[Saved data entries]
* * *

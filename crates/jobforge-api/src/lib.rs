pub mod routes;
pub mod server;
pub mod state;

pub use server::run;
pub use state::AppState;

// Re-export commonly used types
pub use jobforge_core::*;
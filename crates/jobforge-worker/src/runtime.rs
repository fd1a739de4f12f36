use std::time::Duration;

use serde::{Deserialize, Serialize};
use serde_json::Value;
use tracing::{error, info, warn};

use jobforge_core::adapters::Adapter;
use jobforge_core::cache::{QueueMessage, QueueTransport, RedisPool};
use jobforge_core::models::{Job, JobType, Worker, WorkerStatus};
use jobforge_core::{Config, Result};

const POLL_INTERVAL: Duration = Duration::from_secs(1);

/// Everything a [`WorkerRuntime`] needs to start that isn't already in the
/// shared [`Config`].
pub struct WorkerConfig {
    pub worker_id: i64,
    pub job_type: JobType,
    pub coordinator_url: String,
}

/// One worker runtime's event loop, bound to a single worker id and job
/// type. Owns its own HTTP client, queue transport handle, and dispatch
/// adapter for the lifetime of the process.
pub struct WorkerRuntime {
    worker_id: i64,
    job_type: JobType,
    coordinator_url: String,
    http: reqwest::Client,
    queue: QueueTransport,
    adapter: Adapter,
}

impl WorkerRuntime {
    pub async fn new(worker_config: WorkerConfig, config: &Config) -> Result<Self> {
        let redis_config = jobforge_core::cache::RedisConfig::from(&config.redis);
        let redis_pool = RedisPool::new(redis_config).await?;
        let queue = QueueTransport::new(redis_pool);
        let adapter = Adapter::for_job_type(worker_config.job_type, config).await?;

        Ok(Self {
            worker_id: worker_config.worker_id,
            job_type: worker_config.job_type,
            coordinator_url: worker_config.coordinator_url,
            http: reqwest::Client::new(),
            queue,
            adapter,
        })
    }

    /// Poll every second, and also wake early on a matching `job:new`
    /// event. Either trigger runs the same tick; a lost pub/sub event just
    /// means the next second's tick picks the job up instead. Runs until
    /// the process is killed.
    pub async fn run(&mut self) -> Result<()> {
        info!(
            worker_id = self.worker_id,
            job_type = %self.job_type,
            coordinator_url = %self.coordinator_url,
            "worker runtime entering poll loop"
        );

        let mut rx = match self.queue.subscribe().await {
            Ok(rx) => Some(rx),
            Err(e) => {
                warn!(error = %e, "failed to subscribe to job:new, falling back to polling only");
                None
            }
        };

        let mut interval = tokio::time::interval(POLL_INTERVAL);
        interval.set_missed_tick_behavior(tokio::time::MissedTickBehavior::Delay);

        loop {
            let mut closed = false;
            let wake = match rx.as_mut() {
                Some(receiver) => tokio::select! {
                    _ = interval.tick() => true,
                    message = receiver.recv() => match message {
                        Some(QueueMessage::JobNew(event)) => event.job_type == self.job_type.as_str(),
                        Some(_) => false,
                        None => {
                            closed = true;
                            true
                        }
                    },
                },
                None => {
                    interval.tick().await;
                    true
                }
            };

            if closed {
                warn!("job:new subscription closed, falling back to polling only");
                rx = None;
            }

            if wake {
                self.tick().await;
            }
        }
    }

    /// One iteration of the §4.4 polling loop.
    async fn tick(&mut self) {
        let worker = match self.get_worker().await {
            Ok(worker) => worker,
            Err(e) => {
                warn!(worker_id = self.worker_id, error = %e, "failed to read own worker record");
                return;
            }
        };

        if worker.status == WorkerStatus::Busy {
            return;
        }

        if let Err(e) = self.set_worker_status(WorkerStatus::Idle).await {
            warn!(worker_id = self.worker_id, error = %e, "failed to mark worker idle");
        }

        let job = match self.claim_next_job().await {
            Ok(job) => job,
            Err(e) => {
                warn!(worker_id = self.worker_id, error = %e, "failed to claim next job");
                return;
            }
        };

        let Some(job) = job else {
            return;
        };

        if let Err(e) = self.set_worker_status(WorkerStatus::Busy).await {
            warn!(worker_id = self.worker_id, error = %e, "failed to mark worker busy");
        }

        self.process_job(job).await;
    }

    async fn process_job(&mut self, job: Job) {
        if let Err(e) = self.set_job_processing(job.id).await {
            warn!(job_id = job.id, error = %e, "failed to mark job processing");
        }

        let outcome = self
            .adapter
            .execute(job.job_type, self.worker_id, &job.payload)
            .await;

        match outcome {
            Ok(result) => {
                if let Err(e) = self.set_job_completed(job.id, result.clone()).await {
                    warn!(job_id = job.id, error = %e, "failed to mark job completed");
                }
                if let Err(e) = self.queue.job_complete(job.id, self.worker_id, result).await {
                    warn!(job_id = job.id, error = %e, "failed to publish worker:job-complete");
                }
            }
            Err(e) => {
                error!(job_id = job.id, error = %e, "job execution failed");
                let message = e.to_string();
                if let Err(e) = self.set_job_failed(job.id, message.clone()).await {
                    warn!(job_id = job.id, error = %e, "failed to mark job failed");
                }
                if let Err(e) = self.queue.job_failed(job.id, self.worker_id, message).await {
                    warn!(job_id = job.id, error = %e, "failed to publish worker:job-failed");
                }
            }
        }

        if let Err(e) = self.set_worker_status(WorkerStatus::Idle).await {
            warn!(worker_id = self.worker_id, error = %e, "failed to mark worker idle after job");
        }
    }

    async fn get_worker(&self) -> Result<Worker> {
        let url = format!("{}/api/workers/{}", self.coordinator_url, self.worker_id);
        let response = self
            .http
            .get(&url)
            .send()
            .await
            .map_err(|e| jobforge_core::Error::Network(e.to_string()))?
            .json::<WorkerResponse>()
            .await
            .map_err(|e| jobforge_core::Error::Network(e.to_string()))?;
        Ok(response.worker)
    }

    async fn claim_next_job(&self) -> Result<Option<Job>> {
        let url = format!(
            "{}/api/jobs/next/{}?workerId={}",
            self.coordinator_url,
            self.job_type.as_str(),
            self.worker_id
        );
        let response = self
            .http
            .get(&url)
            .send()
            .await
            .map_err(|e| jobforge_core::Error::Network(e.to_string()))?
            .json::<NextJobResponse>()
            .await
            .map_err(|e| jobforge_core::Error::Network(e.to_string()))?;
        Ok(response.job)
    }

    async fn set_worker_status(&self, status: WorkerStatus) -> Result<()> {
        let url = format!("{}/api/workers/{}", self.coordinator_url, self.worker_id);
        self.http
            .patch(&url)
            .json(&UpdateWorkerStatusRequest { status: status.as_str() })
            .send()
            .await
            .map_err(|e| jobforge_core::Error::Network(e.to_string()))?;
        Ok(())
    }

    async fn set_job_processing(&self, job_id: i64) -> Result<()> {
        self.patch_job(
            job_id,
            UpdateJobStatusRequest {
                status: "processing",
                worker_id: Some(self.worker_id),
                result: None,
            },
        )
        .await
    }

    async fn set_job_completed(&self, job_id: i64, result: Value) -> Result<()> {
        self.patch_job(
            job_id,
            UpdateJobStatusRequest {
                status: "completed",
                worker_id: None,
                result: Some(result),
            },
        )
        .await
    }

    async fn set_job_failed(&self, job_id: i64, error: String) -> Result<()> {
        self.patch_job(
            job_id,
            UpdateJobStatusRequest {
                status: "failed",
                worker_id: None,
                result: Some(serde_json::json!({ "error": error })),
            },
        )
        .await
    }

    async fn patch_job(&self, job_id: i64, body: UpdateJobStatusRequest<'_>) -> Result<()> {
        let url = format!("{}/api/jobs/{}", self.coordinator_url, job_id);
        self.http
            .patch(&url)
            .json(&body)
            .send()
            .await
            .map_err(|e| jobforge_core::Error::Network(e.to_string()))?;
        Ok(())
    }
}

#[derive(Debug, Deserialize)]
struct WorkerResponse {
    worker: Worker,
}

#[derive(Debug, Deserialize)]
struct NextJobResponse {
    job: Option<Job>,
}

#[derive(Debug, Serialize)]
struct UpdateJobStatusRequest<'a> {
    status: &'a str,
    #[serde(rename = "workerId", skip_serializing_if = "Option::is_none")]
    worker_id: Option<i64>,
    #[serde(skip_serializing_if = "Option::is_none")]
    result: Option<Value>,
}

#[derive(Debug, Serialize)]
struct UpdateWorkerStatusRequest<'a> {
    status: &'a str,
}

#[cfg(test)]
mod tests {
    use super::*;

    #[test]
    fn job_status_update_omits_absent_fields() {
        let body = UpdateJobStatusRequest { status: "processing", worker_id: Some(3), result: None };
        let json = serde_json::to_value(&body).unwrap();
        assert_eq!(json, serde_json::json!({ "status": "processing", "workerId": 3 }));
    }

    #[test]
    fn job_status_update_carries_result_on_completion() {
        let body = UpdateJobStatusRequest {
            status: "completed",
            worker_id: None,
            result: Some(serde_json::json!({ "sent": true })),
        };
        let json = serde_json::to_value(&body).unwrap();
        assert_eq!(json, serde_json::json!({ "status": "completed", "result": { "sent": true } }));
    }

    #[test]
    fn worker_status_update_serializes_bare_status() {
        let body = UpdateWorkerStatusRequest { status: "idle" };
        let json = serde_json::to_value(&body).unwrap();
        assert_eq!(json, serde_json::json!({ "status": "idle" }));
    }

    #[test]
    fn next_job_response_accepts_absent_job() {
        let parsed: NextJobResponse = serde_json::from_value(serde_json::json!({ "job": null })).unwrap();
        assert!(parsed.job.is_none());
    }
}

* * *

** Problem **
Reply with the number of lines above in which the word "RedisPool" appears, and with nothing else.

** Answer for the task **
2